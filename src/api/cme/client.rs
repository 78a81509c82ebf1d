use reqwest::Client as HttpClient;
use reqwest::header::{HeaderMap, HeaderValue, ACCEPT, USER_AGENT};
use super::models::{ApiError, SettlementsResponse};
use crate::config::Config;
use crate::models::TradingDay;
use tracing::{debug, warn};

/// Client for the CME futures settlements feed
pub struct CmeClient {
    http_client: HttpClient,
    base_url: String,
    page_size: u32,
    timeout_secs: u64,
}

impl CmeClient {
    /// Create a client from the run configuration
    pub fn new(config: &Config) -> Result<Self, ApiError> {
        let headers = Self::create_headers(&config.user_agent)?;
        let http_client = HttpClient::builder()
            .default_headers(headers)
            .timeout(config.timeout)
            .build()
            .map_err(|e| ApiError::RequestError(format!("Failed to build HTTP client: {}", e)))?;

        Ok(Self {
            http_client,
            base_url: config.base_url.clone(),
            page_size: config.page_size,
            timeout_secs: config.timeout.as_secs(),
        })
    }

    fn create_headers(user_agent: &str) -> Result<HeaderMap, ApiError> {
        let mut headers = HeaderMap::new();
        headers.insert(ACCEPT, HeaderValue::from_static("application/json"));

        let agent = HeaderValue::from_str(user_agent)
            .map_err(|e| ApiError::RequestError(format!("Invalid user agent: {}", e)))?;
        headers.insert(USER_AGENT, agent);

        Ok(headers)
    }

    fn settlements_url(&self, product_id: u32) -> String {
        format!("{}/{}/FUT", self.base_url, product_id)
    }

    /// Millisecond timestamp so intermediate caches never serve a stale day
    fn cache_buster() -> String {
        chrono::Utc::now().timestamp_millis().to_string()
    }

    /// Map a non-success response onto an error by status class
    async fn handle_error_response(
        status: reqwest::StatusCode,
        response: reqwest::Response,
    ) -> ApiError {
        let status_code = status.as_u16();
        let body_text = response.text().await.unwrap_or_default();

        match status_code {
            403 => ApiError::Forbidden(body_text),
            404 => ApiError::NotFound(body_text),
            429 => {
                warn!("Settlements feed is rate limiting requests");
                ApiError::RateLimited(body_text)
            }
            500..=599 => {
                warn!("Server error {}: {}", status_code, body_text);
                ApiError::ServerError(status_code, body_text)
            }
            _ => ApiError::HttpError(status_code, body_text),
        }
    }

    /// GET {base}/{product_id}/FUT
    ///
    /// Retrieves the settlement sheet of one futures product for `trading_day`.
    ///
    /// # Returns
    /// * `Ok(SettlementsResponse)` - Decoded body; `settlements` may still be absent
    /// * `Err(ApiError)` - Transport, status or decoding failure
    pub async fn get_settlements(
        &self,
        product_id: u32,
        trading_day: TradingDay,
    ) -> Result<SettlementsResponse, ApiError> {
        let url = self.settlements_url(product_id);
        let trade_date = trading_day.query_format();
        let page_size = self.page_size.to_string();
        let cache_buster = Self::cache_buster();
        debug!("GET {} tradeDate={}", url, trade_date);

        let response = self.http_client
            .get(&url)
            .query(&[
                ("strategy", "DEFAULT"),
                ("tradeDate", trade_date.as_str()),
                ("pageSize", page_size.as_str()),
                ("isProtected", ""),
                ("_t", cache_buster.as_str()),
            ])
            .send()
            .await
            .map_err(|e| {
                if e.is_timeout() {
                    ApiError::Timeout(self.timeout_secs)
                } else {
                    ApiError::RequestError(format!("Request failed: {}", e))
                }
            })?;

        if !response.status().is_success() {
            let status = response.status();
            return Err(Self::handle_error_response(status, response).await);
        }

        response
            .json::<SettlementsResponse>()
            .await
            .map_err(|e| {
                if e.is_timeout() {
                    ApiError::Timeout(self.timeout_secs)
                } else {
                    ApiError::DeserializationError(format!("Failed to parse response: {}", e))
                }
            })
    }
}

== YOUR INSTRUCTIONS ==
Every record must be set down again exactly.

== EXPECTED ANSWER ==
filename src/api/cme/client.rs
repository 78a81509c82ebf1d
use reqwest::Client as HttpClient;
use reqwest::header::{HeaderMap, HeaderValue, ACCEPT, USER_AGENT};
use super::models::{ApiError, SettlementsResponse};
use crate::config::Config;
use crate::models::TradingDay;
use tracing::{debug, warn};

/// Client for the CME futures settlements feed
pub struct CmeClient {
    http_client: HttpClient,
    base_url: String,
    page_size: u32,
    timeout_secs: u64,
}

impl CmeClient {
    /// Create a client from the run configuration
    pub fn new(config: &Config) -> Result<Self, ApiError> {
        let headers = Self::create_headers(&config.user_agent)?;
        let http_client = HttpClient::builder()
            .default_headers(headers)
            .timeout(config.timeout)
            .build()
            .map_err(|e| ApiError::RequestError(format!("Failed to build HTTP client: {}", e)))?;

        Ok(Self {
            http_client,
            base_url: config.base_url.clone(),
            page_size: config.page_size,
            timeout_secs: config.timeout.as_secs(),
        })
    }

    fn create_headers(user_agent: &str) -> Result<HeaderMap, ApiError> {
        let mut headers = HeaderMap::new();
        headers.insert(ACCEPT, HeaderValue::from_static("application/json"));

        let agent = HeaderValue::from_str(user_agent)
            .map_err(|e| ApiError::RequestError(format!("Invalid user agent: {}", e)))?;
        headers.insert(USER_AGENT, agent);

        Ok(headers)
    }

    fn settlements_url(&self, product_id: u32) -> String {
        format!("{}/{}/FUT", self.base_url, product_id)
    }

    /// Millisecond timestamp so intermediate caches never serve a stale day
    fn cache_buster() -> String {
        chrono::Utc::now().timestamp_millis().to_string()
    }

    /// Map a non-success response onto an error by status class
    async fn handle_error_response(
        status: reqwest::StatusCode,
        response: reqwest::Response,
    ) -> ApiError {
        let status_code = status.as_u16();
        let body_text = response.text().await.unwrap_or_default();

        match status_code {
            403 => ApiError::Forbidden(body_text),
            404 => ApiError::NotFound(body_text),
            429 => {
                warn!("Settlements feed is rate limiting requests");
                ApiError::RateLimited(body_text)
            }
            500..=599 => {
                warn!("Server error {}: {}", status_code, body_text);
                ApiError::ServerError(status_code, body_text)
            }
            _ => ApiError::HttpError(status_code, body_text),
        }
    }

    /// GET {base}/{product_id}/FUT
    ///
    /// Retrieves the settlement sheet of one futures product for `trading_day`.
    ///
    /// # Returns
    /// * `Ok(SettlementsResponse)` - Decoded body; `settlements` may still be absent
    /// * `Err(ApiError)` - Transport, status or decoding failure
    pub async fn get_settlements(
        &self,
        product_id: u32,
        trading_day: TradingDay,
    ) -> Result<SettlementsResponse, ApiError> {
        let url = self.settlements_url(product_id);
        let trade_date = trading_day.query_format();
        let page_size = self.page_size.to_string();
        let cache_buster = Self::cache_buster();
        debug!("GET {} tradeDate={}", url, trade_date);

        let response = self.http_client
            .get(&url)
            .query(&[
                ("strategy", "DEFAULT"),
                ("tradeDate", trade_date.as_str()),
                ("pageSize", page_size.as_str()),
                ("isProtected", ""),
                ("_t", cache_buster.as_str()),
            ])
            .send()
            .await
            .map_err(|e| {
                if e.is_timeout() {
                    ApiError::Timeout(self.timeout_secs)
                } else {
                    ApiError::RequestError(format!("Request failed: {}", e))
                }
            })?;

        if !response.status().is_success() {
            let status = response.status();
            return Err(Self::handle_error_response(status, response).await);
        }

        response
            .json::<SettlementsResponse>()
            .await
            .map_err(|e| {
                if e.is_timeout() {
                    ApiError::Timeout(self.timeout_secs)
                } else {
                    ApiError::DeserializationError(format!("Failed to parse response: {}", e))
                }
            })
    }
}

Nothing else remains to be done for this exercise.